The sustained economic recovery among the larger western economies, now entering its fifth year, could pause in 1996 after slowing abruptly in the final months of last year.

A combination of factors, including the downward pressure on budget deficits in Europe being exerted by the need to meet the criteria for European monetary union, together with the misalignment of key exchange rates, is causing downward pressure on global demand.

Some private sector forecasters believe that this downward pressure - unless it is offset by aggressive interest rate reductions - will at best lead to a severe slowdown but could potentially tip Europe into recession this year. However, official forecasters at the OECD dispute this, believing that easier monetary policy following interest rate cuts which already have taken place, should safely return the global economy to robust growth by the second half of this year.

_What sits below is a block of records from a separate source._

// std
use std::time::{Duration, Instant};
// self
use crate::obs::{OpKind, OpOutcome};

/// One operation in progress.
///
/// Starting it counts the attempt; finishing it counts the outcome and records how long the
/// operation took.
#[derive(Debug)]
#[must_use = "an operation record reports nothing until it is finished"]
pub struct OpRecord {
	kind: OpKind,
	started: Instant,
}
impl OpRecord {
	/// Counts an attempt of `kind` and starts its clock.
	pub fn start(kind: OpKind) -> Self {
		record_op_outcome(kind, OpOutcome::Attempt);

		Self { kind, started: Instant::now() }
	}

	/// Returns the operation being recorded.
	pub fn kind(&self) -> OpKind {
		self.kind
	}

	/// Counts `Ok` as success and `Err` as failure, records the latency, and returns the
	/// outcome label.
	pub fn finish<T, E>(self, result: &Result<T, E>) -> OpOutcome {
		let outcome = if result.is_ok() { OpOutcome::Success } else { OpOutcome::Failure };

		record_op_outcome(self.kind, outcome);
		record_op_latency(self.kind, outcome, self.started.elapsed());

		outcome
	}
}

/// Records an operation outcome via the global metrics recorder (when enabled).
pub fn record_op_outcome(kind: OpKind, outcome: OpOutcome) {
	#[cfg(feature = "metrics")]
	{
		metrics::counter!(
			"bearer_session_op_total",
			"op" => kind.as_str(),
			"outcome" => outcome.as_str()
		)
		.increment(1);
	}

	#[cfg(not(feature = "metrics"))]
	{
		let _ = (kind, outcome);
	}
}

fn record_op_latency(kind: OpKind, outcome: OpOutcome, elapsed: Duration) {
	#[cfg(feature = "metrics")]
	{
		metrics::histogram!(
			"bearer_session_op_seconds",
			"op" => kind.as_str(),
			"outcome" => outcome.as_str()
		)
		.record(elapsed.as_secs_f64());
	}

	#[cfg(not(feature = "metrics"))]
	{
		let _ = (kind, outcome, elapsed);
	}
}

#[cfg(test)]
mod tests {
	// self
	use super::*;

	#[test]
	fn finish_labels_outcome_from_result() {
		let failed = OpRecord::start(OpKind::Refresh);

		assert_eq!(failed.kind(), OpKind::Refresh);
		assert_eq!(failed.finish::<(), _>(&Err("rejected")), OpOutcome::Failure);
		assert_eq!(OpRecord::start(OpKind::Replay).finish::<_, ()>(&Ok(7)), OpOutcome::Success);
	}
}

Putting aside the concerted effort to reduce fiscal deficits, the key to the performance of the world economy in 1996 will be the trend in inflation, which in turn will influence interest rates and currency trends. There is a growing consensus among economists that the inflation threat - the main concern for the past two decades - is in retreat.

Oil prices, which have been a key ingredient of inflation, will remain under downward pressure. After an upward blip in 1995, when the average oil import price for the main western economies reached $17.4 per barrel, the OECD forecasts it will slip back to $16.7 a barrel in 1996, in keeping with lower demand.

This in turn will ease the cost pressures on commerce, including the airline industry. The private sector forecaster Paribas Capital Markets forecasts that inflation in the US, Germany, Japan, France, the UK and the Netherlands will be well below 3 per cent in 1996 with prices also on the decline in more inflation-prone European countries. The OECD reckons inflation across its members will average at least 1.8 per cent this year.

The lack of price pressures should enable many of the larger industrial economies to ease monetary policy in 1996 - essential to keep recovery on track. The process of lowering interest rates began at the end of last year when the Bundesbank acted to bring down its money costs, as did the UK authorities and the Federal Reserve in the US.

Lower interest rates are being predicted in almost every major economy (with the exception of Japan where they cannot go any lower) including emerging markets like Mexico.

There is some expectation - and exchange rates are one of the most difficult indicators to predict - that normality will return to the currency markets in 1996 now that inflation is becoming less of a factor. The Japanese yen already has fallen 25 per cent from the peak reached in April against the US dollar.

But senior economists at the IMF still believe that there is a serious misalignment among the major trading currencies. The dollar remains undervalued against both the German mark and the yen. In the case of the mark, low inflation could lead to an outflow from 'safe haven' currencies, to those considered less stable like the dollar. The yen should continue to weaken in 1996 as capital flows out of Japan into the US and Europe which offer better interest rate returns.

So how will the trend towards lower interest rates and a more competitive mark and yen affect the major economic regions of North America, Europe and Japan? Last year the US economy slowed sharply following the robust 4.1 per cent growth of 1994. The likelihood is that the US will continue to expand in 1996 but at a slower rate. Interest rate cuts should keep the economy moving with an expected expansion of 2.3 per cent, which will not be enough to make much impression on an unemployment rate of some 5.6 per cent. The strengthening dollar may exert downward pressure on demand, while the main US risk could be the end of the consumer boom cycle.

Germany starts 1996 in relatively poor shape. Its export sector, the main engine of German growth, will be hit by the double whammy of the delayed impact of the strong mark and weaker activity in Germany's main export markets, including France.

It is forecast that growth across the EU, which accounts for 58 per cent of German exports, will slow in 1996 as a result of the budget stringency. This will have a stronger influence on German growth than the double digit expansion of its exports to the Pacific region. Private sector forecasters believe that German growth could be held to just 1.5 per cent in 1996, although the OECD is a little more optimistic with a projection of 2.6 per cent growth.

The most disappointing economic region is Japan, where growth has been barely positive following over-valuation of the yen and fierce competition from its dynamic neighbours.

The devaluation of the yen in 1995 will begin to make a positive impact this year with industrial output already showing signs of increased activity. Moreover, the impact of easier fiscal policy together with the lowest interest rates anywhere in the free world is starting to stimulate domestic demand.

The OECD is predicting that GDP growth will improve from a marginal 0.3 per cent last year to 2 per cent in 1996 and 2.7 per cent in 1997. Growth will not be as dynamic as in the past because of sluggish export markets in the US and Europe, which have been through their growth surge.

Overall, 1996 should be a steady year for the main western economies, providing a stable economic background for the larger airlines to consolidate their profitability. But with western growth fragile, the economic system will be vulnerable to shocks such as banking collapses or a fiercer downturn than expected in Europe as it struggles to conform to Maastricht.